Variegated African Violet

With such interesting foliage and pretty flowers, it’s no wonder African violets are such popular houseplants!

Photo Credit: Donna W. Moramarco

Leaf spot

The damage spot on this leaf is a classic example of African violet cold injury – cold water got on the leaves.

Photo Credit: Megan Bame

To begin, sunlight is key. Many indoor houseplants are prized for their ability to grow in low-light conditions, but African violets just aren’t one of them. In fact, they grow and flower best when they have full sun indoors. This means you should position them within 4 feet of a south-, east-, or west-facing window. And while full sun is great, too much of a good thing is bad. So try to keep them out of direct sunlight in the afternoon if possible.

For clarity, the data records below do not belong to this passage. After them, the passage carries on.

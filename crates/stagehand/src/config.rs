use std::sync::{Mutex, OnceLock};

/// Default bound on exchange steps within one notification.
pub const DEFAULT_MAX_STEPS: usize = 1024;
/// Default (and minimum) buffers per component port.
pub const DEFAULT_PORT_BUFFER_COUNT: usize = 2;
/// Default (and minimum) bytes per component port buffer.
pub const DEFAULT_PORT_BUFFER_SIZE: usize = 8192;

/// Tunables for the exchange loop and component port sizing.
///
/// # Example
/// ```rust
/// use stagehand::prelude::*;
///
/// set_stage_tunables(StageTunables {
///     max_steps_per_notification: 256,
///     port_buffer_count: 4,
///     port_buffer_size: 64 << 10,
/// });
/// assert_eq!(stage_tunables().port_buffer_count, 4);
/// ```
#[derive(Clone, Copy, Debug, PartialEq, Eq)]
#[cfg_attr(feature = "serde", derive(serde::Serialize, serde::Deserialize))]
#[cfg_attr(feature = "serde", serde(default))]
pub struct StageTunables {
    pub max_steps_per_notification: usize,
    pub port_buffer_count: usize,
    pub port_buffer_size: usize,
}

impl Default for StageTunables {
    fn default() -> Self {
        Self {
            max_steps_per_notification: DEFAULT_MAX_STEPS,
            port_buffer_count: DEFAULT_PORT_BUFFER_COUNT,
            port_buffer_size: DEFAULT_PORT_BUFFER_SIZE,
        }
    }
}

impl StageTunables {
    /// Clamp values to what the components can run with.
    pub fn sanitized(self) -> Self {
        Self {
            max_steps_per_notification: self.max_steps_per_notification.max(1),
            port_buffer_count: self.port_buffer_count.max(DEFAULT_PORT_BUFFER_COUNT),
            port_buffer_size: self.port_buffer_size.max(DEFAULT_PORT_BUFFER_SIZE),
        }
    }
}

static STAGE_TUNABLES: OnceLock<Mutex<StageTunables>> = OnceLock::new();

/// Override stage tunables process-wide. Affects stages built afterwards.
pub fn set_stage_tunables(tunables: StageTunables) {
    let lock = STAGE_TUNABLES.get_or_init(|| Mutex::new(StageTunables::default()));
    let mut guard = lock.lock().unwrap_or_else(|poisoned| poisoned.into_inner());
    *guard = tunables.sanitized();
}

/// Current process-wide tunables.
pub fn stage_tunables() -> StageTunables {
    STAGE_TUNABLES
        .get()
        .and_then(|t| t.lock().ok().map(|v| *v))
        .unwrap_or_default()
}

/// Builder for process-wide stage tunables.
///
/// # Example
/// ```rust
/// use stagehand::prelude::*;
///
/// let tunables = StageConfig::new()
///     .max_steps_per_notification(64)
///     .port_buffers(3, 16 << 10)
///     .tunables();
/// assert_eq!(tunables.port_buffer_count, 3);
/// ```
#[derive(Clone, Debug, Default)]
#[cfg_attr(feature = "serde", derive(serde::Serialize, serde::Deserialize))]
#[cfg_attr(feature = "serde", serde(default))]
pub struct StageConfig {
    stage: StageTunables,
}

impl StageConfig {
    /// Start building a new configuration with defaults.
    pub fn new() -> Self {
        Self::default()
    }

    /// Override the per-notification step bound.
    pub fn max_steps_per_notification(mut self, steps: usize) -> Self {
        self.stage.max_steps_per_notification = steps;
        self
    }

    /// Override component port sizing.
    pub fn port_buffers(mut self, count: usize, size: usize) -> Self {
        self.stage.port_buffer_count = count;
        self.stage.port_buffer_size = size;
        self
    }

    /// The sanitized tunables this builder describes.
    pub fn tunables(&self) -> StageTunables {
        self.stage.sanitized()
    }

    /// Apply the configuration to global tunables.
    pub fn apply(self) {
        set_stage_tunables(self.stage);
    }
}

Your violets will “tell” you if they’re not getting enough light when their leaves become thin and dark green. Also, the stalks of the leaves (petioles) will elongate because the plant will actually try to stretch itself to get more light! Insufficient light is also the main reason African violets fail to flower. All it may take to jumpstart the blooms on your favorite African violet is moving it to a sunnier spot!

Getting sufficient light isn’t the only quirk about African violets. Watering also poses some challenges. This seemingly easy task is one surrounded by myths when it comes to these tropical plants. Have you ever heard that you have to water African violets from the bottom? Not true. Equally misleading is the idea that watering over the leaves will cause the leaves to die.

The truth is that contact with extremely cold water can cause the leaves to exhibit cold injury. The shock of the cold water damages the cell walls, which means the leaves will lose chlorophyll. That amounts to blotches or ring spots on the leaves. Affected foliage is permanently damaged, so it certainly is important to take care when watering from above. Avoiding the problem is easy though: Use room temperature water, or water the soil directly, avoiding any leaf contact.

If you’re still inclined to water from the bottom, here’s another reason not to: You need to flush out salts that build up in the pot. By using fresh water to water from the top, you’ll wash the harmful minerals away. If you continually water from the bottom, the salts will be repeatedly pushed into the root zone (rather than out of the pot), and they can injure the plant.

Now, I know you’re left with the question: How often should I water? Yes, this is also a difficult issue because both over- and under-watering can lead to plant death. One of my favorite horticulture professors recommends using a portable moisture meter to determine how often to water. As Dr. Stu Warren puts it, “Use your finger!”

Touching the soil with your fingertips is the best way to determine whether or not the plant needs a drink. If it’s dry to the touch, water the plant until you see water coming out of the pot’s drainage holes. Go back to your plant 10-20 minutes later and discard that excess water on the bottom, so it isn’t reabsorbed into the pot. If your containers don’t have drainage holes (and I recommend that they do) it’s very possible your plants could suffer from root rot damage because they’re sitting in too much water.

So let’s review. To keep your African violets healthy, they just need a couple of things: lots of bright sunlight + water at room temperature = blooming beauties to keep your home cheery all year round!